You are given a sequence of n numbers {a_1, a_2, ..., a_n} in an array. You
are asked to find the sum of the maximum sub-array. A sub-array is given by
{a_i, a_(i+1), ..., a_j}, 1 ≦ i,j ≦ n. Note that 0, the sum of an empty
sub-array, i.e., j < i, is allowed to be given as the answer. For example, the
case could happen when all values in the array are negative.
To give you easier time, we will define the sub-problem for you, given as
the following. The sub-problem S_i, 1 ≦ i ≦ n, is to defined as the one to
find the maximum sub-array that starts from anywhere but ends on a_i.
1. Prove that, with the given definition, the problem exhibits optimal
substructure. (4 points)
2. Use the recurrences to give the cost function that represents the sum of the
maximum sub-array of the given sub-problem. Note that in different
conditions, the function is given in different ways. Ans you also need to
consider and give the boundary cases. (6 points)
3. Assume that you are given an array as the following : {1,-4,3,2,-1,3,5,-4}.

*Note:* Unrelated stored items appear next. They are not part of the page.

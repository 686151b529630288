// src/logging.rs
//
// `log` backend: `[hh:mm:ss.mmm][LEVEL] msg` to stderr, and everything from
// DEBUG up appended to a debug log file when one is configured.

use std::fs::{self, File, OpenOptions};
use std::io::Write;
use std::path::Path;
use std::sync::{Mutex, OnceLock};
use std::time::Instant;

use log::{LevelFilter, Log, Metadata, Record, SetLoggerError};

static START: OnceLock<Instant> = OnceLock::new();

fn start() -> Instant {
    *START.get_or_init(Instant::now)
}

fn fmt_elapsed(ms: u128) -> String {
    let total_ms = ms as u64;
    let h = total_ms / 3_600_000;
    let m = (total_ms % 3_600_000) / 60_000;
    let s = (total_ms % 60_000) / 1_000;
    let ms = total_ms % 1_000;
    format!("{h:02}:{m:02}:{s:02}.{ms:03}")
}

fn format_line(level: log::Level, msg: &std::fmt::Arguments<'_>) -> String {
    let elapsed = fmt_elapsed(start().elapsed().as_millis());
    format!("[{elapsed}][{level}] {msg}\n")
}

struct RunLogger {
    console: LevelFilter,
    file: Option<Mutex<File>>,
}

impl RunLogger {
    fn file_level(&self) -> LevelFilter {
        if self.file.is_some() { LevelFilter::Debug } else { LevelFilter::Off }
    }
}

impl Log for RunLogger {
    fn enabled(&self, metadata: &Metadata<'_>) -> bool {
        // Dependencies stay quiet unless they have something to complain about
        let ours = metadata.target().starts_with(env!("CARGO_CRATE_NAME"));
        let level = metadata.level();
        (level <= self.console || level <= self.file_level())
            && (ours || level <= log::Level::Warn)
    }

    fn log(&self, record: &Record<'_>) {
        if !self.enabled(record.metadata()) {
            return;
        }
        let line = format_line(record.level(), record.args());

        if record.level() <= self.console {
            eprint!("{line}");
        }
        if record.level() <= self.file_level() {
            if let Some(file) = &self.file {
                if let Ok(mut f) = file.lock() {
                    let _ = f.write_all(line.as_bytes());
                }
            }
        }
    }

    fn flush(&self) {
        if let Some(file) = &self.file {
            if let Ok(mut f) = file.lock() {
                let _ = f.flush();
            }
        }
    }
}

fn open_log_file(path: &Path) -> std::io::Result<File> {
    if let Some(parent) = path.parent() {
        if !parent.as_os_str().is_empty() {
            fs::create_dir_all(parent)?;
        }
    }
    OpenOptions::new().create(true).append(true).open(path)
}

/// Install the logger. A log file that can't be opened is reported and
/// skipped; the run goes on with console output only.
pub fn init(console: LevelFilter, log_file: Option<&Path>) -> Result<(), SetLoggerError> {
    start();

    let mut file_error = None;
    let file = log_file.and_then(|p| match open_log_file(p) {
        Ok(f) => Some(Mutex::new(f)),
        Err(e) => {
            file_error = Some(format!("cannot open log file {}: {e}", p.display()));
            None
        }
    });

    let logger = RunLogger { console, file };
    let max = console.max(logger.file_level());
    log::set_boxed_logger(Box::new(logger))?;
    log::set_max_level(max);

    if let Some(msg) = file_error {
        log::warn!("{msg}");
    }
    Ok(())
}
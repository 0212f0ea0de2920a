//! `idf config` command - Configuration management
//!
//! Provides commands to view and modify idf configuration.

use clap::Subcommand;
use console::style;
use miette::{IntoDiagnostic, Result};
use std::fs;
use std::path::{Path, PathBuf};

use crate::cli::GlobalOpts;
use crate::core::config::{ConfigError, KEYS};
use crate::core::Config;

#[derive(Subcommand, Debug)]
pub enum ConfigCommands {
    /// Show current configuration values
    Show(ShowArgs),

    /// Set a configuration value
    Set(SetArgs),

    /// Unset (remove) a configuration value
    Unset(UnsetArgs),

    /// Show paths to configuration files
    Path(PathArgs),

    /// List all available configuration keys
    Keys,
}

#[derive(clap::Args, Debug)]
pub struct ShowArgs {
    /// Show only this key's value
    pub key: Option<String>,

    /// Show only the local (./idf.yaml) config
    #[arg(long = "local-only")]
    pub local_only: bool,

    /// Show only global (user) config
    #[arg(long = "global-only")]
    pub global_only: bool,
}

#[derive(clap::Args, Debug)]
pub struct SetArgs {
    /// Configuration key (e.g., backend_url, timeout_secs)
    pub key: String,

    /// Value to set
    pub value: String,

    /// Set in global (user) config instead of ./idf.yaml
    #[arg(long, short = 'g')]
    pub global: bool,
}

#[derive(clap::Args, Debug)]
pub struct UnsetArgs {
    /// Configuration key to remove
    pub key: String,

    /// Remove from global (user) config instead of ./idf.yaml
    #[arg(long, short = 'g')]
    pub global: bool,
}

#[derive(clap::Args, Debug)]
pub struct PathArgs {
    /// Show only the local config path
    #[arg(long = "local-only")]
    pub local_only: bool,

    /// Show only global config path
    #[arg(long = "global-only")]
    pub global_only: bool,
}

/// Run a config subcommand
pub fn run(cmd: ConfigCommands, global: &GlobalOpts) -> Result<()> {
    match cmd {
        ConfigCommands::Show(args) => run_show(args, global),
        ConfigCommands::Set(args) => run_set(args),
        ConfigCommands::Unset(args) => run_unset(args),
        ConfigCommands::Path(args) => run_path(args),
        ConfigCommands::Keys => run_keys(),
    }
}

fn run_show(args: ShowArgs, global: &GlobalOpts) -> Result<()> {
    let config = Config::load().with_overrides(global.backend_url.clone(), global.demo);

    // If a specific key is requested, show just that value
    if let Some(key) = &args.key {
        check_key(key)?;
        return match config.get(key) {
            Some(v) => {
                println!("{}", v);
                Ok(())
            }
            None => Err(miette::miette!("Key '{}' is not set", key)),
        };
    }

    if args.local_only && args.global_only {
        return Err(miette::miette!(
            "Cannot specify both --local-only and --global-only"
        ));
    }

    if args.local_only {
        show_file("Local config:", &Config::local_config_path())?;
    } else if args.global_only {
        show_file("Global config:", &get_global_config_path()?)?;
    } else {
        println!("{}", style("Effective Configuration").bold().underlined());
        println!();

        for (key, _) in KEYS {
            print_config_value(key, config.get(key).as_deref());
        }

        println!();
        let backend = if config.is_demo() {
            style("demo (in-memory sample data)".to_string()).yellow()
        } else {
            style(format!("HTTP ({})", config.backend_url().unwrap_or_default())).green()
        };
        println!("  {}: {}", style("backend").bold(), backend);

        println!();
        println!("{}", style("Config Sources (in priority order):").dim());
        println!("  1. Command-line flags (--backend-url, --demo)");
        println!("  2. Environment variables (IDF_BACKEND_URL, IDF_WEBHOOK_URL, IDF_TIMEOUT_SECS, IDF_DEMO_LATENCY_MS)");
        println!("  3. Local config (./idf.yaml)");
        println!("  4. Global config (~/.config/idf/config.yaml)");
    }

    Ok(())
}

fn run_set(args: SetArgs) -> Result<()> {
    let value = Config::yaml_value(&args.key, &args.value).map_err(config_error)?;
    let config_path = scope_path(args.global)?;

    let mut config_map = read_mapping(&config_path)?;
    if let serde_yml::Value::Mapping(map) = &mut config_map {
        map.insert(serde_yml::Value::String(args.key.clone()), value);
    }

    if let Some(parent) = config_path.parent() {
        if !parent.as_os_str().is_empty() {
            fs::create_dir_all(parent).into_diagnostic()?;
        }
    }

    let yaml = serde_yml::to_string(&config_map).into_diagnostic()?;
    fs::write(&config_path, yaml).into_diagnostic()?;

    println!(
        "{} Set {} {} {} in {} config",
        style("✓").green(),
        style(&args.key).cyan(),
        style("→").dim(),
        style(&args.value).yellow(),
        scope_name(args.global)
    );

    Ok(())
}

fn run_unset(args: UnsetArgs) -> Result<()> {
    check_key(&args.key)?;
    let config_path = scope_path(args.global)?;

    if !config_path.exists() {
        return Err(miette::miette!(
            "Config file does not exist: {}",
            config_path.display()
        ));
    }

    let mut config_map = read_mapping(&config_path)?;
    let removed = match &mut config_map {
        serde_yml::Value::Mapping(map) => map
            .remove(&serde_yml::Value::String(args.key.clone()))
            .is_some(),
        _ => false,
    };

    if !removed {
        return Err(miette::miette!("Key '{}' not found in config", args.key));
    }

    let yaml = serde_yml::to_string(&config_map).into_diagnostic()?;
    fs::write(&config_path, yaml).into_diagnostic()?;

    println!(
        "{} Removed {} from {} config",
        style("✓").green(),
        style(&args.key).cyan(),
        scope_name(args.global)
    );

    Ok(())
}

fn run_path(args: PathArgs) -> Result<()> {
    if args.local_only && args.global_only {
        return Err(miette::miette!(
            "Cannot specify both --local-only and --global-only"
        ));
    }

    if args.local_only {
        println!("{}", Config::local_config_path().display());
    } else if args.global_only {
        println!("{}", get_global_config_path()?.display());
    } else {
        println!("{}", style("Configuration file paths:").bold());
        println!();
        print_path("Global:", &get_global_config_path()?);
        println!();
        print_path("Local:", &Config::local_config_path());
    }

    Ok(())
}

fn run_keys() -> Result<()> {
    println!("{}", style("Available configuration keys:").bold());
    println!();

    for (key, description) in KEYS {
        println!("  {:<20} {}", style(key).cyan(), style(description).dim());
    }

    println!();
    println!(
        "{}",
        style("Use 'idf config set <key> <value>' to set a value.").dim()
    );

    Ok(())
}

// Helper functions

fn config_error(e: ConfigError) -> miette::Report {
    match e {
        ConfigError::UnknownKey(_) => miette::miette!(
            help = "Run 'idf config keys' to list valid keys",
            "{}",
            e
        ),
        other => miette::miette!("{}", other),
    }
}

fn check_key(key: &str) -> Result<()> {
    if KEYS.iter().any(|(k, _)| *k == key) {
        Ok(())
    } else {
        Err(config_error(ConfigError::UnknownKey(key.to_string())))
    }
}

fn get_global_config_path() -> Result<PathBuf> {
    Config::global_config_path().ok_or_else(|| config_error(ConfigError::NoConfigDir))
}

fn scope_path(global: bool) -> Result<PathBuf> {
    if global {
        get_global_config_path()
    } else {
        Ok(Config::local_config_path())
    }
}

fn scope_name(global: bool) -> &'static str {
    if global {
        "global"
    } else {
        "local"
    }
}

/// Existing file as a YAML mapping; missing, empty or null files start empty
fn read_mapping(path: &Path) -> Result<serde_yml::Value> {
    if !path.exists() {
        return Ok(serde_yml::Value::Mapping(Default::default()));
    }
    let content = fs::read_to_string(path).into_diagnostic()?;
    let parsed: serde_yml::Value =
        serde_yml::from_str(&content).unwrap_or(serde_yml::Value::Mapping(Default::default()));
    if parsed.is_mapping() {
        Ok(parsed)
    } else {
        Ok(serde_yml::Value::Mapping(Default::default()))
    }
}

fn print_config_value(key: &str, value: Option<&str>) {
    if let Some(v) = value {
        println!("  {}: {}", style(key).cyan(), style(v).yellow());
    } else {
        println!("  {}: {}", style(key).cyan(), style("(not set)").dim());
    }
}

fn print_path(label: &str, path: &Path) {
    println!("  {} {}", style(label).cyan(), path.display());
    if path.exists() {
        println!("         {}", style("(exists)").green());
    } else {
        println!("         {}", style("(not created)").dim());
    }
}

fn show_file(title: &str, path: &Path) -> Result<()> {
    println!("{} {}", style(title).bold(), style(path.display()).dim());
    println!();

    if path.exists() {
        let content = fs::read_to_string(path).into_diagnostic()?;
        print!("{}", content);
    } else {
        println!("{}", style("(not created)").dim());
    }

    Ok(())
}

As an example, fill out the cost function table to slove all sub-problems
for the given array. Then, explain and show how you can use the results to
obtain the solution of the original problem (maximum sub-array of the
original array). (4 points)
4. Instead of outputting the maximum value of the sum of the sub-array, you are
now asked to give the indices of the starting and ending elements of the
maximum sub-array. Please write down the pseudo code or C code to output
these two numbers. (6 points)
Problem 8. I have the tradition of letting the students write down some
feedbacks about the course in the exam and I would like to continue this
tradition. Please write down 3 things you like about this course and 3 things
that you would like to see some changes (and your suggestion about how we
should change them). (6 points)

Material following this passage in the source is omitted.